▶ [What you will do]
In the records below, some lines hold the word "derive". Copy each of those lines.
(Beginning of Dataset records)
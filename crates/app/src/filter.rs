//! Event admission policy.
//!
//! Decides whether an inbound protocol message is meaningful application
//! state. Every rejection is a policy decision, not an error: the event
//! is logged and dropped, nothing reaches the publish path.

use meshbridge_domain::converter::Definition;
use meshbridge_domain::event::MessageEvent;

/// Whether `event` should be translated and published.
///
/// Side-effect-free except diagnostic logging. Rejections:
/// coordinator traffic, relayed group frames from known re-transmitting
/// vendors, devices still being interviewed, and unsupported models
/// (the only case logged at warn).
#[must_use]
pub fn admit(event: &MessageEvent, definition: Option<&Definition>) -> bool {
    let device = &event.device;

    if device.is_coordinator() {
        tracing::debug!(address = %device.address, "ignoring coordinator traffic");
        return false;
    }

    if device.relays_group_traffic() && event.group_id.is_some_and(|group| group != 0) {
        tracing::debug!(
            address = %device.address,
            group = event.group_id,
            "ignoring relayed group frame"
        );
        return false;
    }

    if device.model.is_none() && device.interviewing {
        tracing::debug!(
            address = %device.address,
            "ignoring message from device still being interviewed"
        );
        return false;
    }

    if definition.is_none() {
        tracing::warn!(
            address = %device.address,
            model = device.model.as_deref().unwrap_or("unknown"),
            "received message from unsupported device model"
        );
        return false;
    }

    true
}
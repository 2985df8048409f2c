//! Application-level state payloads.
//!
//! A payload maps attribute names to JSON values. Key order carries no
//! meaning; merging is last-writer-wins per key, which is what lets
//! multiple converters contribute fragments for one event and lets the
//! debounce aggregator collapse bursts into a single union.

use serde::{Deserialize, Serialize};
use serde_json::{Map, Value};

/// A mapping from attribute name to value.
#[derive(Debug, Clone, Default, PartialEq, Serialize, Deserialize)]
#[serde(transparent)]
pub struct Payload(Map<String, Value>);

impl Payload {
    /// Create an empty payload.
    #[must_use]
    pub fn new() -> Self {
        Self::default()
    }

    /// Whether the payload carries no attributes.
    #[must_use]
    pub fn is_empty(&self) -> bool {
        self.0.is_empty()
    }

    /// Number of attributes.
    #[must_use]
    pub fn len(&self) -> usize {
        self.0.len()
    }

    /// Set an attribute, replacing any previous value.
    pub fn insert(&mut self, key: impl Into<String>, value: impl Into<Value>) {
        self.0.insert(key.into(), value.into());
    }

    /// Read an attribute.
    #[must_use]
    pub fn get(&self, key: &str) -> Option<&Value> {
        self.0.get(key)
    }

    /// Read an attribute for in-place mutation.
    pub fn get_mut(&mut self, key: &str) -> Option<&mut Value> {
        self.0.get_mut(key)
    }

    /// Whether the payload carries the given attribute.
    #[must_use]
    pub fn contains_key(&self, key: &str) -> bool {
        self.0.contains_key(key)
    }

    /// Merge `other` into `self`; on key collisions `other` wins.
    pub fn merge(&mut self, other: Payload) {
        for (key, value) in other.0 {
            self.0.insert(key, value);
        }
    }

    /// Iterate over the attributes.
    pub fn iter(&self) -> impl Iterator<Item = (&String, &Value)> {
        self.0.iter()
    }
}

impl From<Map<String, Value>> for Payload {
    fn from(map: Map<String, Value>) -> Self {
        Self(map)
    }
}

impl TryFrom<Value> for Payload {
    type Error = Value;

    /// Accepts only JSON objects; returns the value back otherwise.
    fn try_from(value: Value) -> Result<Self, Self::Error> {
        match value {
            Value::Object(map) => Ok(Self(map)),
            other => Err(other),
        }
    }
}
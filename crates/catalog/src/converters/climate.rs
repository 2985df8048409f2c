//! Converters for environmental measurement clusters.
//!
//! Measurement clusters report hundredths of a unit as signed integers;
//! the converters scale them back and round. Precision is configurable
//! per device through the `temperature_precision` / `humidity_precision`
//! options.

use meshbridge_domain::converter::{Converter, Definition};
use meshbridge_domain::event::{ClusterId, MessageEvent, MessageType, clusters};
use meshbridge_domain::options::DeviceOptions;
use meshbridge_domain::payload::Payload;
use serde_json::Value;

use super::round_to;

const DEFAULT_PRECISION: u32 = 2;

/// Decimal precision for a measurement, from options or the default.
fn precision(options: &DeviceOptions, key: &str) -> u32 {
    options
        .get(key)
        .and_then(Value::as_u64)
        .and_then(|raw| u32::try_from(raw).ok())
        .unwrap_or(DEFAULT_PRECISION)
}

/// Read a cluster's `measuredValue` as a float.
#[allow(clippy::cast_precision_loss)]
fn measured_value(event: &MessageEvent) -> Option<f64> {
    event
        .data
        .get("measuredValue")
        .and_then(Value::as_i64)
        .map(|raw| raw as f64)
}

/// `msTemperatureMeasurement` reports → `{temperature}` in °C.
pub struct TemperatureReport;

impl Converter for TemperatureReport {
    fn cluster(&self) -> ClusterId {
        clusters::MS_TEMPERATURE
    }

    fn types(&self) -> &'static [MessageType] {
        &[MessageType::AttributeReport, MessageType::ReadResponse]
    }

    fn decode(
        &self,
        _definition: &Definition,
        event: &MessageEvent,
        _emit: &mut dyn FnMut(Payload),
        options: &DeviceOptions,
    ) -> Option<Payload> {
        let celsius = measured_value(event)? / 100.0;
        let mut payload = Payload::new();
        payload.insert(
            "temperature",
            round_to(celsius, precision(options, "temperature_precision")),
        );
        Some(payload)
    }
}

/// `msRelativeHumidity` reports → `{humidity}` in %.
pub struct HumidityReport;

impl Converter for HumidityReport {
    fn cluster(&self) -> ClusterId {
        clusters::MS_HUMIDITY
    }

    fn types(&self) -> &'static [MessageType] {
        &[MessageType::AttributeReport, MessageType::ReadResponse]
    }

    fn decode(
        &self,
        _definition: &Definition,
        event: &MessageEvent,
        _emit: &mut dyn FnMut(Payload),
        options: &DeviceOptions,
    ) -> Option<Payload> {
        let percent = measured_value(event)? / 100.0;
        let mut payload = Payload::new();
        payload.insert(
            "humidity",
            round_to(percent, precision(options, "humidity_precision")),
        );
        Some(payload)
    }
}

/// `msPressureMeasurement` reports → `{pressure}` in hPa.
pub struct PressureReport;

impl Converter for PressureReport {
    fn cluster(&self) -> ClusterId {
        clusters::MS_PRESSURE
    }

    fn types(&self) -> &'static [MessageType] {
        &[MessageType::AttributeReport, MessageType::ReadResponse]
    }

    fn decode(
        &self,
        _definition: &Definition,
        event: &MessageEvent,
        _emit: &mut dyn FnMut(Payload),
        _options: &DeviceOptions,
    ) -> Option<Payload> {
        let hectopascal = measured_value(event)?;
        let mut payload = Payload::new();
        payload.insert("pressure", hectopascal);
        Some(payload)
    }
}
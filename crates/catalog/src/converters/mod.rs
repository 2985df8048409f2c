//! Concrete converters, grouped by concern.
//!
//! Each converter decodes one cluster's attribute reports into a payload
//! fragment. Converters are pure unless the device's semantics span
//! multiple messages (see [`PressReleaseClick`]).

mod action;
mod climate;
mod lighting;
mod occupancy;
mod power;

pub use action::{MultistateAction, PressReleaseClick};
pub use climate::{HumidityReport, PressureReport, TemperatureReport};
pub use lighting::{BrightnessReport, ColorReport, OnOffReport};
pub use occupancy::OccupancyReport;
pub use power::BatteryReport;

use serde_json::Value;

/// Interpret a reported attribute as a boolean flag (bool or 0/1 number).
fn as_flag(value: &Value) -> Option<bool> {
    match value {
        Value::Bool(flag) => Some(*flag),
        Value::Number(_) => value.as_u64().map(|raw| raw != 0),
        _ => None,
    }
}

/// Round to a fixed number of decimals.
fn round_to(value: f64, decimals: u32) -> f64 {
    let factor = f64::from(10_u32.pow(decimals));
    (value * factor).round() / factor
}


#[cfg(test)]
pub(crate) mod testing {
    //! Shared fixtures for converter tests.

    use meshbridge_domain::address::IeeeAddress;
    use meshbridge_domain::converter::Definition;
    use meshbridge_domain::device::{Device, DeviceRole};
    use meshbridge_domain::event::{ClusterId, MessageEvent, MessageType};
    use meshbridge_domain::payload::Payload;

    pub fn device() -> Device {
        Device::new(IeeeAddress::new(0x0015_8d00_01e1_b2c3), DeviceRole::EndDevice)
            .with_model("test.model")
    }

    pub fn event(
        cluster: ClusterId,
        message_type: MessageType,
        data: serde_json::Value,
    ) -> MessageEvent {
        MessageEvent {
            device: device(),
            cluster,
            message_type,
            group_id: None,
            linkquality: None,
            data,
        }
    }

    pub fn definition() -> Definition {
        Definition::new("test.model", "Test Vendor", "Test device", Vec::new())
    }

    pub fn payload(value: serde_json::Value) -> Payload {
        Payload::try_from(value).unwrap()
    }
}
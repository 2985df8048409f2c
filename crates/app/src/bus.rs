//! In-process publish sink backed by a tokio broadcast channel.

use std::future::Future;

use tokio::sync::broadcast;

use meshbridge_domain::address::IeeeAddress;
use meshbridge_domain::error::BridgeError;
use meshbridge_domain::payload::Payload;
use meshbridge_domain::publication::StatePublication;

use crate::ports::PublishSink;

/// In-process publish sink using a tokio [`broadcast`] channel.
///
/// Publishing succeeds even when there are no active subscribers
/// (the publication is simply dropped).
#[derive(Clone)]
pub struct InProcessBus {
    sender: broadcast::Sender<StatePublication>,
}

impl InProcessBus {
    /// Create a new bus with the given channel capacity.
    #[must_use]
    pub fn new(capacity: usize) -> Self {
        let (sender, _) = broadcast::channel(capacity);
        Self { sender }
    }

    /// Subscribe to publications on this bus.
    ///
    /// Returns a receiver that will get all publications made *after*
    /// the subscription is created.
    #[must_use]
    pub fn subscribe(&self) -> broadcast::Receiver<StatePublication> {
        self.sender.subscribe()
    }
}

impl PublishSink for InProcessBus {
    fn publish(
        &self,
        address: IeeeAddress,
        payload: Payload,
    ) -> impl Future<Output = Result<(), BridgeError>> + Send {
        // broadcast::send fails only when there are zero receivers,
        // which is fine — we simply ignore the error.
        let _ = self.sender.send(StatePublication::new(address, payload));
        async { Ok(()) }
    }
}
(End of Dataset records)
▶ [Finished task]
#[derive(Debug, Clone, Default, PartialEq, Serialize, Deserialize)]
#[derive(Clone)]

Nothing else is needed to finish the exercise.